//! Translation of node config files into backend-native settings.
//!
//! Keys follow the node's flag schema (`network-peer-list-gossip-frequency`).
//! The environment dialect maps them to `AVAGO_NETWORK_PEER_LIST_GOSSIP_FREQUENCY`,
//! the flag dialect (used for process-level flags) to `--http-port=<value>`. There is no
//! key registry: unknown keys go through the same rule.

use serde_json::Value;
use std::fmt::Display;

use crate::error::TranslationError;
use crate::types::EnvVar;

pub const ENV_PREFIX: &str = "AVAGO_";
pub const NETWORK_ID_ENV: &str = "AVAGO_NETWORK_ID";

/// `network-peer-list-gossip-frequency` -> `AVAGO_NETWORK_PEER_LIST_GOSSIP_FREQUENCY`
pub fn translate_key(key: &str) -> String {
    format!("{}{}", ENV_PREFIX, key.to_uppercase().replace('-', "_"))
}

/// `http-port`, 9650 -> `--http-port=9650`
pub fn flag(key: &str, value: impl Display) -> String {
    format!("--{}={}", key, value)
}

/// Parse a config file into its (key, value) entries in document order.
fn parse_config_file(config_file: &str) -> Result<Vec<(String, String)>, TranslationError> {
    let doc: Value = serde_json::from_str(config_file)?;
    let Value::Object(map) = doc else {
        return Err(TranslationError::NotAnObject);
    };

    map.into_iter()
        .map(|(key, value)| {
            let value = match value {
                Value::String(s) => s,
                Value::Number(n) => n.to_string(),
                Value::Bool(b) => b.to_string(),
                _ => return Err(TranslationError::NonScalar { key }),
            };
            Ok((key, value))
        })
        .collect()
}

/// Build a node's environment: `AVAGO_NETWORK_ID` first, then one variable per config key.
pub fn translate(config_file: &str, network_id: u32) -> Result<Vec<EnvVar>, TranslationError> {
    let entries = parse_config_file(config_file)?;

    let mut env = Vec::with_capacity(entries.len() + 1);
    env.push(EnvVar::new(NETWORK_ID_ENV, network_id.to_string()));

    for (key, value) in entries {
        let name = translate_key(&key);
        if name == NETWORK_ID_ENV {
            return Err(TranslationError::Reserved {
                key,
                reserved: NETWORK_ID_ENV,
            });
        }
        env.push(EnvVar::new(name, value));
    }

    Ok(env)
}

#[cfg(test)]
mod tests {
    use super::*;

    #[test]
    fn test_env_key() {
        assert_eq!(
            translate_key("network-peer-list-gossip-frequency"),
            "AVAGO_NETWORK_PEER_LIST_GOSSIP_FREQUENCY"
        );
        assert_eq!(translate_key("log-level"), "AVAGO_LOG_LEVEL");
        assert_eq!(translate_key("snow-sample-size"), "AVAGO_SNOW_SAMPLE_SIZE");
        // Unknown keys use the same rule
        assert_eq!(translate_key("made-up.key"), "AVAGO_MADE_UP.KEY");
    }

    #[test]
    fn test_translate_preserves_order_and_values() {
        let config = r#"
        {
            "network-peer-list-gossip-frequency": "250ms",
            "network-max-reconnect-delay": "1s",
            "health-check-frequency": "2s"
        }"#;

        let env = translate(config, 9999).unwrap();
        assert_eq!(
            env,
            vec![
                EnvVar::new("AVAGO_NETWORK_ID", "9999"),
                EnvVar::new("AVAGO_NETWORK_PEER_LIST_GOSSIP_FREQUENCY", "250ms"),
                EnvVar::new("AVAGO_NETWORK_MAX_RECONNECT_DELAY", "1s"),
                EnvVar::new("AVAGO_HEALTH_CHECK_FREQUENCY", "2s"),
            ]
        );

        // Pure: same input, same output
        assert_eq!(translate(config, 9999).unwrap(), env);
    }

    #[test]
    fn test_translate_empty_document() {
        let env = translate("{}", 12345).unwrap();
        assert_eq!(env, vec![EnvVar::new("AVAGO_NETWORK_ID", "12345")]);
    }

    #[test]
    fn test_translate_scalar_values() {
        let env = translate(r#"{"staking-enabled": false, "snow-sample-size": 2}"#, 1).unwrap();
        assert_eq!(env[1], EnvVar::new("AVAGO_STAKING_ENABLED", "false"));
        assert_eq!(env[2], EnvVar::new("AVAGO_SNOW_SAMPLE_SIZE", "2"));
    }

    #[test]
    fn test_translate_rejects_network_id_collision() {
        let err = translate(r#"{"network-id": "5"}"#, 9999).unwrap_err();
        assert!(matches!(err, TranslationError::Reserved { .. }));

        let err = translate(r#"{"network_id": "5"}"#, 9999).unwrap_err();
        assert!(matches!(err, TranslationError::Reserved { .. }));
    }

    #[test]
    fn test_translate_malformed() {
        assert!(matches!(
            translate("{not json", 1),
            Err(TranslationError::Parse(_))
        ));
        assert!(matches!(
            translate(r#"["a", "b"]"#, 1),
            Err(TranslationError::NotAnObject)
        ));
        assert!(matches!(
            translate(r#"{"bootstrap-ips": ["a"]}"#, 1),
            Err(TranslationError::NonScalar { .. })
        ));
        assert!(matches!(
            translate(r#"{"log-level": null}"#, 1),
            Err(TranslationError::NonScalar { .. })
        ));
    }

    #[test]
    fn test_flag() {
        assert_eq!(flag("http-port", 9650), "--http-port=9650");
        assert_eq!(flag("bootstrap-ids", ""), "--bootstrap-ids=");
    }
}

Task description: Reproduce precisely, and with no line left out, each line from the top of the entries through the line that carries "pub const ENV_PREFIX: &str".

Written response:
//! Translation of node config files into backend-native settings.
//!
//! Keys follow the node's flag schema (`network-peer-list-gossip-frequency`).
//! The environment dialect maps them to `AVAGO_NETWORK_PEER_LIST_GOSSIP_FREQUENCY`,
//! the flag dialect (used for process-level flags) to `--http-port=<value>`. There is no
//! key registry: unknown keys go through the same rule.

use serde_json::Value;
use std::fmt::Display;

use crate::error::TranslationError;
use crate::types::EnvVar;

pub const ENV_PREFIX: &str = "AVAGO_";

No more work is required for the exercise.